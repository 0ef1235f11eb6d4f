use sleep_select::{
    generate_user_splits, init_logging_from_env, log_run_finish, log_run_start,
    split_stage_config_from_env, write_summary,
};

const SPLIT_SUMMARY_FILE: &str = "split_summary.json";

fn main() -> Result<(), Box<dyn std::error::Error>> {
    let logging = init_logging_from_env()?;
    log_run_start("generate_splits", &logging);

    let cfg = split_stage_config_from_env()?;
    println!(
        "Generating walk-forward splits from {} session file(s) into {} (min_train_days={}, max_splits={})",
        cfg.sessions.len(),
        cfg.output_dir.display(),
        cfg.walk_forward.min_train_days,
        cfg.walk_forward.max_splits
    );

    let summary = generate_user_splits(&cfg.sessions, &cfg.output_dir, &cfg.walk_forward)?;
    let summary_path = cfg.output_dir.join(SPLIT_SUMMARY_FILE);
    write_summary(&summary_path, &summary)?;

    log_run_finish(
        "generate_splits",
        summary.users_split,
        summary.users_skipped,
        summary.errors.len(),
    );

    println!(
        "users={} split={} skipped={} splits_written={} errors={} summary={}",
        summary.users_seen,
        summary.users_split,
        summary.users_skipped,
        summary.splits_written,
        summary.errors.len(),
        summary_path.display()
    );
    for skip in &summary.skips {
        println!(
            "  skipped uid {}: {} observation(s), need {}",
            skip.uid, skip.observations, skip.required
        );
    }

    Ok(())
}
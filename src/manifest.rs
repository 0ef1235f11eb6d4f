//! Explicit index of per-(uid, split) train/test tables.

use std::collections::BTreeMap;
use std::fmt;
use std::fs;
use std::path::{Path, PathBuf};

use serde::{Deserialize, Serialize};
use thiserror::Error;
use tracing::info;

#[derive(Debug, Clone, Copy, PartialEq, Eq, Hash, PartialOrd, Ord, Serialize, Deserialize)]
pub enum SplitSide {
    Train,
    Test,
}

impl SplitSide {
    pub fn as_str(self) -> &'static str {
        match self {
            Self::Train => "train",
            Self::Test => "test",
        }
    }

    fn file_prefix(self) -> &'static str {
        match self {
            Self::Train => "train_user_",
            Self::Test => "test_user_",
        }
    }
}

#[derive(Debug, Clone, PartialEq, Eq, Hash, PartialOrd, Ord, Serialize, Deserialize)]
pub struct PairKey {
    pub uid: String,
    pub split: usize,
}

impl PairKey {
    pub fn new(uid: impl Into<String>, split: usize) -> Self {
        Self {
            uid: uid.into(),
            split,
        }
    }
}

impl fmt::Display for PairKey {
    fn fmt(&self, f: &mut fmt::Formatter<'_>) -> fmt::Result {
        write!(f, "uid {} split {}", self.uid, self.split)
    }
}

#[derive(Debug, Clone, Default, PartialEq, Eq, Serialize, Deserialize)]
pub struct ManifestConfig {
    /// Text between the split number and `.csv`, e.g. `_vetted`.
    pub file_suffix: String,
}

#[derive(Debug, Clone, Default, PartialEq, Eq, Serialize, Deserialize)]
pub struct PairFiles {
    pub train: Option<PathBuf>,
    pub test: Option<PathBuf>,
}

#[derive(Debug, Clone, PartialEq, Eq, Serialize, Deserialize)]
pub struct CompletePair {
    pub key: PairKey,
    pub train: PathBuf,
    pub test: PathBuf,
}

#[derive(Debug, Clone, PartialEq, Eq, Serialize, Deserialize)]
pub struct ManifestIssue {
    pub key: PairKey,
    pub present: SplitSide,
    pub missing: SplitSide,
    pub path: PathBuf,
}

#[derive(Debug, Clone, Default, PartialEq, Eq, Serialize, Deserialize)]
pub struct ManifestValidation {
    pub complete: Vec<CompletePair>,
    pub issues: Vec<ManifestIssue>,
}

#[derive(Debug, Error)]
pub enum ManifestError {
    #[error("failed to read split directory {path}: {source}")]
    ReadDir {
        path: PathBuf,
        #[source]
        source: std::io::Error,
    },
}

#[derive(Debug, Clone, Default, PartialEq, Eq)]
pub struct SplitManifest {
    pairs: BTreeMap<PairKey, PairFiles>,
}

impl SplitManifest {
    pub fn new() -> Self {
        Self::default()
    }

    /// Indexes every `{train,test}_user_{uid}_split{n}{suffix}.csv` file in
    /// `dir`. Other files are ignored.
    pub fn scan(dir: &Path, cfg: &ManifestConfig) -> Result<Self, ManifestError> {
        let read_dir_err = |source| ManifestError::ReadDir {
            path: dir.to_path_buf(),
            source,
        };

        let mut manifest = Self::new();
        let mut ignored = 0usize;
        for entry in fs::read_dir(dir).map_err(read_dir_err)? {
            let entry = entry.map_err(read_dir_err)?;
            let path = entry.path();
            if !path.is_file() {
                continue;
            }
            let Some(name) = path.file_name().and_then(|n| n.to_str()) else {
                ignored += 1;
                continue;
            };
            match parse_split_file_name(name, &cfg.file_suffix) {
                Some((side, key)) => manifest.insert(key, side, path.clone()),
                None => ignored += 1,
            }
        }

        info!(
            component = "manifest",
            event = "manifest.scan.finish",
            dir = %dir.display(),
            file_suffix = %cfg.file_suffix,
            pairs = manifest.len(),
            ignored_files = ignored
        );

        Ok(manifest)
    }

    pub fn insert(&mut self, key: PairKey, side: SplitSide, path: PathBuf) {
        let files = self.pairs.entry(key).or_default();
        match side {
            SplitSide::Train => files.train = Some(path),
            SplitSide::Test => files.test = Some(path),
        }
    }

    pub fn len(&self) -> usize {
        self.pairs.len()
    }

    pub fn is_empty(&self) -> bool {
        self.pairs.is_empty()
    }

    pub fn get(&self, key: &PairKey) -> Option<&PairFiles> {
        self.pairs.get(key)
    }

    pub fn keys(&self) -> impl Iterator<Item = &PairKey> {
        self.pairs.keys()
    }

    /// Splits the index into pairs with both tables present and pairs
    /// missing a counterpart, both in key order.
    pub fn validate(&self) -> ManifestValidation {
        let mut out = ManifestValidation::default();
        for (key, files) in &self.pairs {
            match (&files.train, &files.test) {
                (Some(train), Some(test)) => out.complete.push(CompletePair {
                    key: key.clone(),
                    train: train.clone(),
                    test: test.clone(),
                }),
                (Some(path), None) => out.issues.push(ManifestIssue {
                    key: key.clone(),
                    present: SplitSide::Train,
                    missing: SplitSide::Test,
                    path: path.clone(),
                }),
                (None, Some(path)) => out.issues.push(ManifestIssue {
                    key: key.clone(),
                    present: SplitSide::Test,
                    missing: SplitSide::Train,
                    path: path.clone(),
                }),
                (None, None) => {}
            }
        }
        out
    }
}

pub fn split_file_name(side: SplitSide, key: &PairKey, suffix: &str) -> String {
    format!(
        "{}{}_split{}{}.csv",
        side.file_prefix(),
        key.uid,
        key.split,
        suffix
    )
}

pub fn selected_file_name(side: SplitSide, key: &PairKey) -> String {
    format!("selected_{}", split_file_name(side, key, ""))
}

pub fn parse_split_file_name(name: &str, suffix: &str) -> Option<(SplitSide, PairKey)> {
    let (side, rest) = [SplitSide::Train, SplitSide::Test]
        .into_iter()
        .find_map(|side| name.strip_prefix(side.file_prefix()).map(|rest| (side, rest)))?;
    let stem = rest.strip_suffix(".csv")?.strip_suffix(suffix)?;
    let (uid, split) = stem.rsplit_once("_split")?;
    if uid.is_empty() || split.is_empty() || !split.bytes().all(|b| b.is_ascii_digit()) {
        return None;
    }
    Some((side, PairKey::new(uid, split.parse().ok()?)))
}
::::
> **The problem**
Tally up the lines in the records that contain the word "ManifestConfig" and give only the total.

> **Answer box**
2